I recently finished an audiobook called When the Air Hits Your Brain
by Frank Vartosik, Jr., M .D. It took me a while to get through this
audiobook just because I started it when I was running, and then when
I stopped running, I set it aside and didn't really listen to
audiobooks very much.
It was also a tough listen because doctors, as they're going through
their medical school and their training and learning surgery and all
that, go through a lot. And listening to what this guy went through to
become a neurosurgeon along with the telling of the stories of the
patients that he highlights along his path was tough.
Coming from a career in a very demanding field that's known as high
stress, I listened to stories about how surgeons act and react and
feel like I relate to it sometimes. You get to a certain point in your
training and your experience where you just don't want to put up with
an aptitude and the lack of knowledge in someone, and you just want to
push them out of the way and do it or push them out of the way and get
somebody in there that can help you.
This guy sounds like he kept his humanity a little bit more than some
from what I've read and from the way shows depict surgeons. There's so
many good doctors and surgeons out there that the bad ones always
stand out and that's sad.
And there's so many stories on the human side of the suffering and the
things that happen to someone that just don't make any sense and how a
doctor and a surgeon step in and like magic these people are back to
the way they were or at least back to a healthy place where they can
live out their lives without the suffering associated with whatever
disease or wrongness that was going on before.

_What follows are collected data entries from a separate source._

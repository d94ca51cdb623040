//! Pattern generation: initial position + direction for a volley of N bullets.
//!
//! Every pattern works in a local frame where +Z is forward and +Y is up.
//! Local directions are built in the XZ plane, then rotated by
//! `look_rotation(forward, PATTERN_UP)` so the volley faces the spawn anchor.
//!
//! Generation is pure. The generator only carries the currently selected
//! [`BulletPattern`], which is swapped between frames.

use bevy::prelude::*;

/// Local forward axis for patterns and for bullet orientation.
pub const LOCAL_FORWARD: Vec3 = Vec3::Z;

/// Up hint used when aligning a pattern to a forward axis.
pub const PATTERN_UP: Vec3 = Vec3::Y;

/// One entry of a generated volley.
#[derive(Clone, Copy, Debug, PartialEq)]
pub struct PatternShot {
    pub position: Vec3,
    /// Unit length.
    pub direction: Vec3,
    pub speed: f32,
}

impl PatternShot {
    #[inline]
    pub fn new(position: Vec3, direction: Vec3, speed: f32) -> Self {
        Self {
            position,
            direction: direction.normalize_or(LOCAL_FORWARD),
            speed,
        }
    }
}

/// The fixed set of volley shapes.
#[derive(Clone, Copy, Debug, PartialEq)]
pub enum BulletPattern {
    /// Evenly spaced full circle around the up axis.
    Radial,
    /// Forward fan whose lateral component follows `sin(i * frequency) * amplitude`.
    Wave { frequency: f32, amplitude: f32 },
    /// Angle grows by `angle_step_deg` per bullet, spawn offset grows by `radius_step`.
    Spiral { angle_step_deg: f32, radius_step: f32 },
}

impl Default for BulletPattern {
    fn default() -> Self {
        Self::Radial
    }
}

impl BulletPattern {
    pub const WAVE: Self = Self::Wave { frequency: 0.1, amplitude: 1.0 };
    pub const SPIRAL: Self = Self::Spiral { angle_step_deg: 10.0, radius_step: 0.1 };

    pub fn name(&self) -> &'static str {
        match self {
            Self::Radial => "Radial",
            Self::Wave { .. } => "Wave",
            Self::Spiral { .. } => "Spiral",
        }
    }

    /// Shot `i` of `count`, with `frame` mapping local axes onto the world.
    pub fn shot(&self, i: usize, count: usize, origin: Vec3, frame: Quat, speed: f32) -> PatternShot {
        let fi = i as f32;
        match *self {
            Self::Radial => {
                let angle_step = 360.0 / count as f32;
                let direction = frame * planar_direction(fi * angle_step);
                PatternShot::new(origin, direction, speed)
            }
            Self::Wave { frequency, amplitude } => {
                let lateral = (fi * frequency).sin() * amplitude;
                let local = Vec3::new(lateral, 0.0, 1.0).normalize();
                PatternShot::new(origin, frame * local, speed)
            }
            Self::Spiral { angle_step_deg, radius_step } => {
                let direction = frame * planar_direction(fi * angle_step_deg);
                let radius = fi * radius_step;
                PatternShot::new(origin + direction * radius, direction, speed)
            }
        }
    }
}

/// Unit vector in the local XZ plane, `degrees` measured from +X towards +Z.
#[inline]
fn planar_direction(degrees: f32) -> Vec3 {
    let (sin, cos) = degrees.to_radians().sin_cos();
    Vec3::new(cos, 0.0, sin)
}

/// Rotation whose local +Z points along `forward`, keeping local +Y as close to `up` as possible.
///
/// Falls back to the shortest arc when `forward` is parallel to `up`.
pub fn look_rotation(forward: Vec3, up: Vec3) -> Quat {
    let z = forward.normalize_or(LOCAL_FORWARD);
    let x = up.cross(z);
    if x.length_squared() < 1e-8 {
        return Quat::from_rotation_arc(LOCAL_FORWARD, z);
    }
    let x = x.normalize();
    let y = z.cross(x);
    Quat::from_mat3(&Mat3::from_cols(x, y, z))
}

/// Holds the selected pattern and produces volleys from it.
#[derive(Debug, Clone, Default)]
pub struct BulletPatternGenerator {
    pattern: BulletPattern,
}

impl BulletPatternGenerator {
    pub fn new(pattern: BulletPattern) -> Self {
        Self { pattern }
    }

    #[inline]
    pub fn pattern(&self) -> BulletPattern {
        self.pattern
    }

    #[inline]
    pub fn set_pattern(&mut self, pattern: BulletPattern) {
        self.pattern = pattern;
    }

    /// Exactly `count` shots; `count == 0` is an empty volley.
    pub fn generate(&self, origin: Vec3, forward: Vec3, count: usize, speed: f32) -> Vec<PatternShot> {
        let mut out = Vec::with_capacity(count);
        self.generate_into(&mut out, origin, forward, count, speed);
        out
    }

    /// Same as [`generate`](Self::generate) but reuses `out`'s allocation.
    pub fn generate_into(
        &self,
        out: &mut Vec<PatternShot>,
        origin: Vec3,
        forward: Vec3,
        count: usize,
        speed: f32,
    ) {
        out.clear();
        if count == 0 {
            return;
        }
        let frame = look_rotation(forward, PATTERN_UP);
        out.extend((0..count).map(|i| self.pattern.shot(i, count, origin, frame, speed)));
    }
}
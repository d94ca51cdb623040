//! Common, shared types.

pub mod layers;
pub mod state;
pub mod tunables;

#[cfg(test)]
pub mod test_utils;
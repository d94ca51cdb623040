//! World plugin: spawns the arena walls and the volley anchor.

use avian3d::prelude::*;
use bevy::prelude::*;
use bevy::state::state_scoped::DespawnOnExit;

use crate::common::layers::Layer;
use crate::common::state::GameState;
use crate::plugins::projectiles::components::BulletOrigin;

/// Inner half extent of the square arena. Inside `bullet_max_distance`, so volleys reach the walls.
const HALF_EXTENT: f32 = 20.0;
const WALL_THICKNESS: f32 = 1.0;
const WALL_HEIGHT: f32 = 4.0;
/// Volleys leave at chest height.
const ORIGIN_HEIGHT: f32 = 1.0;

pub fn plugin(app: &mut App) {
    app.add_systems(OnEnter(GameState::InGame), (spawn_arena, spawn_origin));
}

fn spawn_arena(mut commands: Commands) {
    let wall_layers = CollisionLayers::new(Layer::World, [Layer::Bullet, Layer::Enemy]);

    let mut spawn_wall = |name: &'static str, pos: Vec3, size: Vec3| {
        commands.spawn((
            Name::new(name),
            Transform::from_translation(pos),
            RigidBody::Static,
            Collider::cuboid(size.x, size.y, size.z),
            wall_layers,
            DespawnOnExit(GameState::InGame),
        ));
    };

    let span = HALF_EXTENT * 2.0 + WALL_THICKNESS * 2.0;
    let offset = HALF_EXTENT + WALL_THICKNESS * 0.5;
    let y = WALL_HEIGHT * 0.5;

    spawn_wall(
        "WallNorth",
        Vec3::new(0.0, y, offset),
        Vec3::new(span, WALL_HEIGHT, WALL_THICKNESS),
    );
    spawn_wall(
        "WallSouth",
        Vec3::new(0.0, y, -offset),
        Vec3::new(span, WALL_HEIGHT, WALL_THICKNESS),
    );
    spawn_wall(
        "WallEast",
        Vec3::new(offset, y, 0.0),
        Vec3::new(WALL_THICKNESS, WALL_HEIGHT, span),
    );
    spawn_wall(
        "WallWest",
        Vec3::new(-offset, y, 0.0),
        Vec3::new(WALL_THICKNESS, WALL_HEIGHT, span),
    );
}

fn spawn_origin(mut commands: Commands) {
    commands.spawn((
        Name::new("BulletOrigin"),
        BulletOrigin,
        Transform::from_xyz(0.0, ORIGIN_HEIGHT, 0.0),
        DespawnOnExit(GameState::InGame),
    ));
}

#[cfg(test)]
mod tests;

I have a lot of respect for doctors they put up with. people like me
and worse. I have a lot of respect for surgeons, although I've only
had one surgery that was in a hospital. I've had a few outpatient
surgeries to remove skin cancer.
Those people are always checking and monitoring and caring and hoping
that things go right. They do things a certain way and whatever it is
they do, they do it really well. If you want to learn more about what
somebody you know might be going through as they go through medical
school, be it general practitioner, surgeon, or even just as a REACH
veterinary school because that's a whole world that a lot of people
don't think about,
When the air hits your brain was a good listen via audiobook.